Der Beschluss der grünen Justizminister:innen könnte dabei helfen, das Ausmaß sichtbar zu machen, und er enthält zusätzlich einen wichtigen symbolischen Charakter: Denn noch immer werden frauenfeindliche Straftaten individualisiert oder bagatellisiert – beispielsweise durch Täter-Opfer-Umkehr. Natürlich erfahren auch Männer Gewalt, doch bei Frauen ist sie strukturell. Es ist eine Form des Machtmissbrauchs, der aus einer historischen Ungleichheit heraus gewachsen ist, und seit Jahrhunderten immer wieder aufs Neue festgeschrieben wird.

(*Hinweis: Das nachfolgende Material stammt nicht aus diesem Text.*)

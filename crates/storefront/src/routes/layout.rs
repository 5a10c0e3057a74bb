//! Data every page layout needs: title, header and the deferred cart.

use askama::Template;
use prier_core::{CartId, DeferredState};
use tracing::warn;

use crate::components::{CartLayout, CartTemplate, CartView, HeaderView};
use crate::deferred::{Deferred, FetchFailed, Slot, StreamedPage};
use crate::shopify::{Cart, ShopifyError};
use crate::state::AppState;

/// Handle of the menu shown in the header.
pub const HEADER_MENU_HANDLE: &str = "main-menu";

/// Slot ids used by the layout.
pub const CART_BADGE_SLOT: &str = "cart-badge";
pub const CART_MAIN_SLOT: &str = "cart-main";

/// Layout fields shared by every page template.
pub struct LayoutView {
    pub title: String,
    pub header: HeaderView,
    pub cart_badge: Slot,
    pub cart_aside: Slot,
}

impl LayoutView {
    /// Bind the cart badge and cart aside to the deferred cart.
    ///
    /// `return_to` is where the aside's forms send the visitor afterwards.
    pub fn new(
        page: &mut StreamedPage,
        title: String,
        header: HeaderView,
        cart: &Deferred<Option<Cart>>,
        return_to: &str,
    ) -> Self {
        let cart_badge = page.slot(CART_BADGE_SLOT, cart, render_cart_badge);

        let return_to = return_to.to_string();
        let cart_aside = page.slot(CART_MAIN_SLOT, cart, move |state| {
            render_cart_aside(state, &return_to)
        });

        Self {
            title,
            header,
            cart_badge,
            cart_aside,
        }
    }
}

/// `"<site title> | <page>"`.
#[must_use]
pub fn page_title(state: &AppState, page: &str) -> String {
    format!("{} | {page}", state.config().site_title)
}

/// Fetch the header, falling back to the fixed menu on failure.
pub async fn header(state: &AppState) -> HeaderView {
    let config = state.config();
    match state.storefront().header(HEADER_MENU_HANDLE).await {
        Ok(header) => HeaderView::new(Some(&header), &config.site_title, &config.shopify.store),
        Err(e) => {
            warn!(error = %e, "Header query failed, using fallback menu");
            HeaderView::fallback(&config.site_title)
        }
    }
}

/// Start fetching the visitor's cart.
///
/// Resolves to `None` without a cart id or once the remote cart expired.
pub fn cart(state: &AppState, cart_id: Option<CartId>) -> Deferred<Option<Cart>> {
    let api = state.storefront();
    Deferred::spawn("cart", async move {
        let Some(cart_id) = cart_id else {
            return Ok(None);
        };
        match api.cart(&cart_id).await {
            Ok(cart) => Ok(Some(cart)),
            Err(ShopifyError::NotFound(_)) => Ok(None),
            Err(e) => Err(e),
        }
    })
}

#[derive(Template)]
#[template(
    source = r##"<a href="#cart-aside" class="header-menu-item" role="button">Cart <span>{{ count }}</span></a>"##,
    ext = "html"
)]
struct CartBadgeTemplate {
    count: u32,
}

/// Badge count is 0 until the cart resolves, and stays 0 if it fails.
fn render_cart_badge(state: DeferredState<&Option<Cart>, &FetchFailed>) -> askama::Result<String> {
    let count = match state {
        DeferredState::Resolved(Some(cart)) => cart.total_quantity,
        DeferredState::Resolved(None) | DeferredState::Pending | DeferredState::Failed(_) => 0,
    };
    CartBadgeTemplate { count }.render()
}

fn render_cart_aside(
    state: DeferredState<&Option<Cart>, &FetchFailed>,
    return_to: &str,
) -> askama::Result<String> {
    match state {
        DeferredState::Pending => Ok("<p>Loading cart ...</p>".to_string()),
        DeferredState::Failed(_) => {
            Ok(r#"<p class="cart-error" role="alert">There was a problem loading your cart</p>"#
                .to_string())
        }
        DeferredState::Resolved(cart) => {
            let view = CartView::new(cart.as_ref(), CartLayout::Aside, return_to);
            CartTemplate { cart: &view }.render()
        }
    }
}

Sexismus als Struktur begreifen
Ein juristisches Erfassen aller frauenfeindlichen Straftaten kann also dabei helfen, Sexismus als Struktur zu begreifen. In dem Beschluss wird auch die „Aufklärung und Verfolgung“ der Straftaten gefordert. Doch da ein Großteil von sexualisierter Gewalt, Missbrauch und Bedrohung überhaupt nicht zur Anzeige kommt, muss die Prävention priorisiert werden.
Mit der 2018 in Kraft getretenen Istanbul-Konvention hat Deutschland sich verpflichtet, Gewalt gegen Frauen und häusliche Gewalt zu verhüten und zu bekämpfen. Und auch wenn Maßnahmen ergriffen wurden, ist laut Frauenrechtsorganisationen die Konvention noch nicht genügend umgesetzt.

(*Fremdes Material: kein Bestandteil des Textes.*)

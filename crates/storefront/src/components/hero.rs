//! Full-width hero banner.

use std::fmt;

use askama::Template;

use super::ImageView;

/// Default hero image height in pixels.
pub const DEFAULT_HERO_HEIGHT: u32 = 1080;

#[derive(Debug, Clone, Copy, PartialEq, Eq)]
pub enum HeroTheme {
    LightOverlay,
    DarkOverlay,
}

impl fmt::Display for HeroTheme {
    fn fmt(&self, f: &mut fmt::Formatter<'_>) -> fmt::Result {
        f.write_str(match self {
            Self::LightOverlay => "light-overlay",
            Self::DarkOverlay => "dark-overlay",
        })
    }
}

/// Where the hero content sits over the image.
#[derive(Debug, Clone, Copy, PartialEq, Eq, Default)]
pub enum HeroPosition {
    #[default]
    BottomLeft,
    Center,
}

impl fmt::Display for HeroPosition {
    fn fmt(&self, f: &mut fmt::Formatter<'_>) -> fmt::Result {
        f.write_str(match self {
            Self::BottomLeft => "bottom-left",
            Self::Center => "center",
        })
    }
}

/// Hero display data.
#[derive(Debug, Clone)]
pub struct HeroView {
    pub theme: HeroTheme,
    pub image: Option<ImageView>,
    pub height: u32,
    pub position: HeroPosition,
    pub title: Option<String>,
    pub copy: Option<String>,
    pub cta: String,
    pub cta_url: String,
}

impl HeroView {
    #[must_use]
    pub fn new(theme: HeroTheme, cta: impl Into<String>, cta_url: impl Into<String>) -> Self {
        Self {
            theme,
            image: None,
            height: DEFAULT_HERO_HEIGHT,
            position: HeroPosition::default(),
            title: None,
            copy: None,
            cta: cta.into(),
            cta_url: cta_url.into(),
        }
    }

    #[must_use]
    pub fn with_image(mut self, image: Option<ImageView>) -> Self {
        self.image = image;
        self
    }

    #[must_use]
    pub fn with_title(mut self, title: impl Into<String>) -> Self {
        self.title = Some(title.into());
        self
    }

    #[must_use]
    pub fn with_copy(mut self, copy: impl Into<String>) -> Self {
        self.copy = Some(copy.into());
        self
    }

    #[must_use]
    pub const fn with_height(mut self, height: u32) -> Self {
        self.height = height;
        self
    }

    #[must_use]
    pub const fn with_position(mut self, position: HeroPosition) -> Self {
        self.position = position;
        self
    }
}

#[derive(Template)]
#[template(path = "components/hero.html")]
pub struct HeroTemplate<'a> {
    pub hero: &'a HeroView,
}

#[cfg(test)]
#[allow(clippy::unwrap_used)]
mod tests {
    use super::*;

    #[test]
    fn test_hero_renders_theme_and_position() {
        let hero = HeroView::new(HeroTheme::DarkOverlay, "Shop now", "/collections/all")
            .with_height(540)
            .with_title("Spring");
        let html = HeroTemplate { hero: &hero }.render().unwrap();

        assert!(html.contains(r#"hero-theme="dark-overlay""#));
        assert!(html.contains(r#"hero-position="bottom-left""#));
        assert!(html.contains("Spring"));
        assert!(html.contains(r#"href="/collections/all""#));
        assert!(!html.contains("hero-copy"));
    }
}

Es fehlt an Hilfestrukturen für Betroffene, Frauenhäuser und Nottelefone sind überlastet. Die zuständigen Behördenmitarbeiter:innen sind häufig nicht ausreichend sensibilisiert und geschult. Auch die Gewaltprävention muss, angefangen bei den Jüngsten der Gesellschaft, ausgebaut werden. Erst wenn das erreicht ist, kommen wir einer Gesellschaft näher, in der Frauen auf der Straße, im Netz und im eigenen Zuhause sicher leben können.